Her face holds my gaze like a vice,
So perfect, like an oval moon, with only
The faint calligraphy of fine eyebrows
And the traced contour down the bridge of the nose
To her small mouth, and her glass eyes that look
Fiercely down the years into mine.
It might be porcelain, her skin, and she herself
A vase, and the tapestry folds of her dress
Might be a cloth draped around a piece
Of furniture, for beneath them her
Embroidered feet peep out: small carved castors
That she might be rolled around on,
Or tiny hard buds: tightly folded flowers.
(3rd Prize, Teignmouth Poetry Competition 2018)
Luxembourg Gardens
November in the Luxembourg Gardens —
the silver air darkening in anticipation
of a long Parisian winter, and the breeze
from the Seine melancholy with cold.
We walk a white path that fans out
under the bare trees. My friend is in love,
alight with a sexual energy that only arrives
once in a lifetime. It makes me laugh.
We are encircled by statues wrapped up
for winter, draped in stiff calico,
bound tight with ropes to protect
them from the coming frost.
Reines Francaises and Femmes Illustres, she says,
posing in front of a shrouded Queen.
I take the photo because she is
radiant, and that is precious to me,
but in truth my mind is elsewhere.
It has travelled under those heavy cloths,
to a place of stillness, silence,
cold marble turned in on itself.
Figural
V is telling me about beauty. We don't always see eye to eye.

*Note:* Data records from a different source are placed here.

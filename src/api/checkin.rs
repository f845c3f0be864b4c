//! Check-in API endpoint.
//!
//! - POST /attractions/:attraction_id/check-in/scan - Redeem a ticket at the gate
//!
//! A duplicate scan is a normal response for the gate device (HTTP 200 with
//! `success: false`), not an error status: the scanner UI branches on the
//! body, and only a genuinely unknown code is a 404.

use crate::checkin::ScanOutcome;
use crate::server::error::AppError;
use crate::server::state::AppState;
use crate::types::AttractionId;
use axum::{
    extract::{Path, State},
    Json,
};
use chrono::{DateTime, Utc};
use serde::{Deserialize, Serialize};
use uuid::Uuid;

/// Request to redeem a ticket.
#[derive(Debug, Deserialize)]
#[serde(rename_all = "camelCase")]
pub struct ScanRequest {
    /// The redemption code read from the ticket.
    pub code: String,
}

/// The redeemed ticket as shown to the gate device.
#[derive(Debug, Serialize)]
#[serde(rename_all = "camelCase")]
pub struct ScannedTicket {
    /// The ticket's id.
    pub id: Uuid,
    /// 1-based position within the order.
    pub ticket_number: u32,
    /// Redemption stamp set by this scan.
    pub used_at: Option<DateTime<Utc>>,
}

/// Response to a gate scan.
#[derive(Debug, Serialize)]
#[serde(rename_all = "camelCase")]
pub struct ScanResponse {
    /// Whether the ticket was redeemed by this scan.
    pub success: bool,
    /// The redeemed ticket, present when `success` is true.
    #[serde(skip_serializing_if = "Option::is_none")]
    pub ticket: Option<ScannedTicket>,
    /// Machine-readable reason when `success` is false.
    #[serde(skip_serializing_if = "Option::is_none")]
    pub error: Option<String>,
    /// When the ticket was first redeemed, for duplicate scans.
    #[serde(skip_serializing_if = "Option::is_none")]
    pub used_at: Option<DateTime<Utc>>,
}

/// Redeem a ticket at an attraction's gate.
pub async fn scan(
    State(state): State<AppState>,
    Path(attraction_id): Path<Uuid>,
    Json(request): Json<ScanRequest>,
) -> Result<Json<ScanResponse>, AppError> {
    let outcome = state
        .gate
        .scan(AttractionId::from_uuid(attraction_id), &request.code)
        .await?;

    let response = match outcome {
        ScanOutcome::Redeemed(ticket) => ScanResponse {
            success: true,
            ticket: Some(ScannedTicket {
                id: *ticket.id.as_uuid(),
                ticket_number: ticket.ticket_number,
                used_at: ticket.used_at,
            }),
            error: None,
            used_at: None,
        },
        ScanOutcome::AlreadyUsed { used_at } => ScanResponse {
            success: false,
            ticket: None,
            error: Some("TICKET_ALREADY_USED".to_string()),
            used_at: Some(used_at),
        },
    };

    Ok(Json(response))
}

He tells me it can release any object from the world —
like a figure in a tapestry stepping out of the gloom,
haloed with soft light.
He points to the outline of the Walking Madonna in front
of the cathedral. She strides purposefully away from her own
catastrophe, rain in a blur, spine tilted
into the coming night,
and like a slow film unspooling I see Virginia walk to the Ouse:
pocketed stones, laced boots, a small figure moving out of sight.
I hate her drowning in that dull river: its grey mud,
the eternal drag of its tides.
V argues it was different then — the embankments not yet built.
He says it had a silvered beauty: a meandering floodplain;
flat sheets of water lying still, old mirrors
under the late-afternoon sky.
The Miracle of the Black Leg, Fra Angelico (1438–42)
The door to the chamber is open — even long-dead saints
come in through the door — and the room light is gentle,
grey folds of curtains around the bed even and composed.
The sleeping verger lies on two pillows, hands crossed on chest.
Cosmas and Damian, kneeling, have removed his diseased leg
and we see them slowly attach the new one. It is black.
Their hands are perfect flowers. They stroke it with tenderness:
this uncanny thing. Beautiful yet extraordinary. I gaze at that
scene of care: the light, the containment, the small slippers
waiting by the side of the bed. All solicitude, heads bowed
and haloed with concern. The love required to keep a man alive.
For a brief moment my mind strays to that other place
beyond the lit door (which even now I want to close):
a neglected cemetery, the dark coffin of the Ethiopian —
the white limb, ulcerated, weeping, lying by his shadowed side.